Dataset for text to SQL evaluation.

Source code in genlm/eval/domains/spider/spider.py
class SpiderDataset(Dataset[SpiderInstance]):
    """Dataset for text to SQL evaluation."""

    def __init__(
        self,
        dev_data,
        spider_schemas,
        train_data,
        grammars=None,
        few_shot_example_ids=None,
    ):
        self.dev_data = dev_data
        self.spider_schemas = spider_schemas

        if few_shot_example_ids is None:
            few_shot_example_ids = [10, 100, 1000]  # pragma: no cover

        self.few_shot_examples = []
        for example_id in few_shot_example_ids:
            train_datum = train_data[example_id]
            self.few_shot_examples.append(
                (
                    self.user_message_template(
                        serialize_schema(self.spider_schemas[train_datum.schema_name]),
                        train_datum.utterance,
                    ),
                    train_datum.query,
                )
            )

        self.grammars = grammars if grammars else {}

    @staticmethod
    def user_message_template(schema_str, utterance):
        return (
            "Here is a database schema:\n"
            f"{schema_str}\n"
            "Please write me a SQL statement that answers the following question:\n"
            f"{utterance}\n"
            "Remember, DO NOT provide any commentary or explanation of what the code does, just the SQL statement ending in a semicolon."
        )

    @classmethod
    def from_spider_dir(cls, raw_spider_dir, grammar_json_path=None, **kwargs):
        raw_spider_dir = Path(raw_spider_dir)
        dev_data = load_spider_data(raw_spider_dir / "dev.json")
        spider_schemas = load_schemas(
            schemas_path=raw_spider_dir / "tables.json",
            db_path=raw_spider_dir / "database",
        )
        train_data = load_spider_data(raw_spider_dir / "train_spider.json")
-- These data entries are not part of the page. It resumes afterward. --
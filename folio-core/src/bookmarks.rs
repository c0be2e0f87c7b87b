use std::collections::BTreeSet;

/// Bookmarked pages of the open document.
#[derive(Debug, Clone, Default, PartialEq, Eq)]
pub struct BookmarkManager {
    pages: BTreeSet<usize>,
}

impl BookmarkManager {
    pub fn new() -> Self {
        Self::default()
    }

    /// Returns true when the bookmark state of `page` changed.
    pub fn set(&mut self, page: usize, bookmarked: bool) -> bool {
        if bookmarked {
            self.pages.insert(page)
        } else {
            self.pages.remove(&page)
        }
    }

    /// Flips the bookmark on `page` and returns the new state.
    pub fn toggle(&mut self, page: usize) -> bool {
        let bookmarked = !self.pages.contains(&page);
        self.set(page, bookmarked);
        bookmarked
    }

    pub fn is_bookmarked(&self, page: usize) -> bool {
        self.pages.contains(&page)
    }

    pub fn bookmarked_page_list(&self) -> Vec<usize> {
        self.pages.iter().copied().collect()
    }

    /// One-based compressed ranges, e.g. `"1-3,7"`.
    pub fn bookmarked_page_range(&self) -> String {
        let mut ranges: Vec<(usize, usize)> = Vec::new();
        for &page in &self.pages {
            match ranges.last_mut() {
                Some((_, end)) if *end + 1 == page => *end = page,
                _ => ranges.push((page, page)),
            }
        }
        ranges
            .into_iter()
            .map(|(start, end)| {
                if start == end {
                    (start + 1).to_string()
                } else {
                    format!("{}-{}", start + 1, end + 1)
                }
            })
            .collect::<Vec<_>>()
            .join(",")
    }

    pub fn is_empty(&self) -> bool {
        self.pages.is_empty()
    }

    pub(crate) fn clear(&mut self) {
        self.pages.clear();
    }
}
        if grammar_json_path is None:
            grammars = None
        else:
            with open(grammar_json_path, "r") as f:
                grammars = json.load(f)

        return cls(dev_data, spider_schemas, train_data, grammars, **kwargs)

    def __iter__(self):
        for instance_id, dev_datum in enumerate(self.dev_data):
            schema_str = serialize_schema(self.spider_schemas[dev_datum.schema_name])
            yield SpiderInstance(
                schema_name=dev_datum.schema_name,
                schema_str=schema_str,
                lark_grammar=self.grammars.get(dev_datum.schema_name),
                utterance=dev_datum.utterance,
                gold=dev_datum.query,
                instance_id=instance_id,
                few_shot_examples=self.few_shot_examples,
                tables=self.spider_schemas[dev_datum.schema_name].tables,
                user_message=self.user_message_template(
                    schema_str,
                    dev_datum.utterance,
                ),
            )

    @property
    def schema(self):
        return SpiderInstance

SpiderEvaluator

Bases: Evaluator[SpiderInstance]

Evaluator for Spider.

Source code in genlm/eval/domains/spider/spider.py
class SpiderEvaluator(Evaluator[SpiderInstance]):
    """Evaluator for Spider."""

    def __init__(
        self,
        raw_spider_dir,
        evaluator_timeout=None,
    ):
        self.raw_spider_dir = Path(raw_spider_dir)
        self.evaluator = BaseSpiderEvaluator(
            self.raw_spider_dir, timeout=evaluator_timeout
        )

    @lru_cache
    def cached_eval(self, x, y, db):
        return self.evaluator.evaluate(x, y, db_name=db)

    def evaluate_sample(self, instance, response):
        is_correct, reason, level = self.cached_eval(
            response, instance.gold, instance.schema_name
        )
        if reason is None:
            reason = "valid"
        return EvaluationResult(
            score=float(is_correct), desc=reason, metadata={"level": level}
        )

SpiderInstance

Bases: Instance

Schema for text to SQL instance.

Source code in genlm/eval/domains/spider/spider.py
class SpiderInstance(Instance):
    """Schema for text to SQL instance."""

    utterance: str
    schema_name: str
    gold: str
    schema_str: str
    lark_grammar: Union[str, None]
    few_shot_examples: List[tuple]
    tables: List
    user_message: str

    def __str__(self):
        return f"utterance: {self.utterance}, schema_name: {self.schema_name} (id: {self.instance_id})"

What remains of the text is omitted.